Le début d’une belle amitié hi-tech entre Israël et le Maroc à Casablanca
Des organisations ont signé 13 accords alors que les différents représentants se sont réjouis de liens historiques qui ont su se transformer en opportunités économiques
CASABLANCA, Maroc – Des organisations israéliennes et marocaines ont signé un certain nombre d’accords technologiques et commerciaux dans la journée de lundi, notamment dans les domaines de l’eau et de l’énergie, dans le cadre du forum « Marocco-Israel: Connect to innovate » qui avait été organisé par Start-Up Nation Central (SNC), une ONG qui suit l’écosystème technologique israélien.
Cette conférence de trois jours, co-organisée par l’entreprise marocaine SPR, a eu lieu dans la ville portuaire de Casablanca, le centre commercial et industriel du royaume et sa ville la plus peuplée. Le sommet, qui s’est terminé mercredi, a accueilli des sessions de travail, des conférences, des rencontres entre hommes d’affaires, des séances de promotion, et des tables rondes visant à explorer les opportunités commerciales et technologiques mutuelles.

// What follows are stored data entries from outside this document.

impl<'r> PropertiesConfigurator<'r> {
    pub fn new(registry: &'r ComponentRegistry) -> Self {
        Self { registry }
    }

    /// Build a fresh configuration from `source`
    pub fn configure(&self, source: &PropertySource) -> Configured {
        self.configure_onto(Configuration::new(), source)
    }

    /// Apply `source` on top of an existing configuration
    pub fn configure_onto(&self, mut config: Configuration, source: &PropertySource) -> Configured {
        let mut errors = Vec::new();
        let mut pending = Pending::default();
        let mut contract_disabled = false;

        for (key, value) in source.iter() {
            let Some(name) = key.strip_prefix(PROPERTY_PREFIX) else {
                continue;
            };

            if value.trim().is_empty() {
                errors.push(ConfigError::EmptyValue {
                    key: key.to_string(),
                });
                continue;
            }

            let Some(property) = PropertyKey::parse(name) else {
                errors.push(ConfigError::UnknownKey {
                    key: key.to_string(),
                    value: value.to_string(),
                });
                continue;
            };

            let invalid = || ConfigError::InvalidValue {
                key: key.to_string(),
                value: value.to_string(),
            };

            match property {
                PropertyKey::Contract => match parse_bool(value) {
                    Some(enabled) => {
                        config.switches.set_contract_enabled(enabled);
                        for kind in CheckKind::ALL {
                            config.switches.set_enabled(kind, enabled);
                        }
                        contract_disabled = !enabled;
                    }
                    None => errors.push(invalid()),
                },
                PropertyKey::Pre | PropertyKey::Post | PropertyKey::Invar => {
                    match (parse_bool(value), property.check_kind()) {
                        (Some(enabled), Some(kind)) => {
                            if contract_disabled {
                                debug!(key, "ignored because contracts are disabled");
                            } else {
                                config.switches.set_enabled(kind, enabled);
                            }
                        }
                        _ => errors.push(invalid()),
                    }
                }
                PropertyKey::GlobalReporter => match self.registry.reporter(value) {
                    Some(reporter) => pending.reporter = Some(reporter),
                    None => errors.push(ConfigError::UnknownComponent {
                        key: key.to_string(),
                        component: "reporter",
                        name: value.trim().to_string(),
                    }),
                },
                PropertyKey::GlobalReporterThreshold => match value.parse::<Severity>() {
                    Ok(severity) => pending.threshold = Some(severity),
                    Err(_) => errors.push(invalid()),
                },
                PropertyKey::GlobalWriterReporterWriter => match value.parse::<OutputTarget>() {
                    Ok(target) => pending.writer = Some(target),
                    Err(_) => errors.push(invalid()),
                },
                PropertyKey::GlobalWriterReporterOutputStream => {
                    match value.parse::<OutputTarget>() {
                        Ok(target) => pending.stream = Some(target),
                        Err(_) => errors.push(invalid()),
                    }
                }
                PropertyKey::ContractEnforcer => match self.registry.enforcer_policy(value) {
                    Some(policy) => pending.failure_handling = Some(policy),
                    None => errors.push(ConfigError::UnknownComponent {
                        key: key.to_string(),
                        component: "contract enforcer",
                        name: value.trim().to_string(),
                    }),
                },
                PropertyKey::ContractEnforcerIncludeStackTrace => match parse_bool(value) {
                    Some(include) => pending.include_stack_trace = Some(include),
                    None => errors.push(invalid()),
                },
                PropertyKey::ExpressionInterpreter => {
                    match self.registry.interpreter_factory(value) {
                        Some(factory) => pending.interpreter = Some(factory),
                        None => errors.push(ConfigError::UnknownComponent {
                            key: key.to_string(),
                            component: "expression interpreter",
                            name: value.trim().to_string(),
                        }),
                    }
                }
                PropertyKey::ExpressionInterpreterEmptyTestExpressionsValid => {
                    match parse_bool(value) {
                        Some(valid) => pending.empty_valid = Some(valid),
                        None => errors.push(invalid()),
                    }
                }
                PropertyKey::ExpressionInterpreterOptionalKeywordSubstitutions => {
                    match parse_keyword_substitutions(value) {
                        Ok(table) => pending.keywords = Some(table),
                        Err(err) => errors.push(err),
                    }
                }
            }
            debug!(key, value, "processed property");
        }

        apply_enforcer_settings(&mut config, &mut pending);
        apply_reporter_settings(&mut config, pending, &mut errors);

        if !errors.is_empty() {
            let report = errors
                .iter()
                .map(ToString::to_string)
                .collect::<Vec<_>>()
                .join("\n");
            config.reporter.report(Severity::Error, REPORT_SOURCE, &report);
        }

        Configured {
            configuration: config,
            errors,
        }
    }
}

fn apply_enforcer_settings(config: &mut Configuration, pending: &mut Pending) {
    if let Some(policy) = pending.failure_handling {
        config.failure_handling = policy;
    }
    if let Some(include) = pending.include_stack_trace {
        config.include_stack_trace = include;
    }
    if let Some(factory) = pending.interpreter.take() {
        config.interpreter_factory = factory;
    }
    if let Some(valid) = pending.empty_valid {
        config.empty_expressions_valid = valid;
    }
    if let Some(keywords) = pending.keywords.take() {
        config.keyword_substitutions = keywords;
    }
}

fn apply_reporter_settings(config: &mut Configuration, pending: Pending, errors: &mut Vec<ConfigError>) {
    if let Some(reporter) = pending.reporter {
        config.reporter = reporter;
    }
    if let Some(threshold) = pending.threshold {
        config.reporter.set_threshold(threshold);
    }
    if pending.writer.is_none() && pending.stream.is_none() {
        return;
    }

    let Some(writer_reporter) = config.reporter.as_writer_reporter() else {
        errors.push(ConfigError::NotWriterReporter);
        return;
    };

    let open = |target: &OutputTarget, errors: &mut Vec<ConfigError>| match target.open() {
        Ok(stream) => Some(stream),
        Err(e) => {
            errors.push(ConfigError::Target {
                target: target.to_string(),
                message: e.to_string(),
            });
            None
        }
    };

    if let Some(target) = &pending.writer {
        if let Some(stream) = open(target, errors) {
            writer_reporter.set_writer(Box::new(IoText(stream)));
        }
    }
    if let Some(target) = &pending.stream {
        if let Some(stream) = open(target, errors) {
            writer_reporter.set_output_stream(stream);
        }
        if pending.writer.is_some() {
            errors.push(ConfigError::WriterAndStream);
        }
    }
}

#[cfg(test)]
#[path = "configurator_tests.rs"]
mod tests;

Ce sont 13 protocoles d’accord au total entre des entreprises et des agences gouvernementales qui ont été signés lors du forum, promettant d’examiner toutes les possibilités dans différents secteurs – notamment dans les technologies agricoles et de l’eau, dans la logistique et dans « le capital humain », où une idée est actuellement développée pour permettre de s’attaquer à la pénurie de talents technologiques en Israël en faisant appel à des ingénieurs et à des développeurs marocains.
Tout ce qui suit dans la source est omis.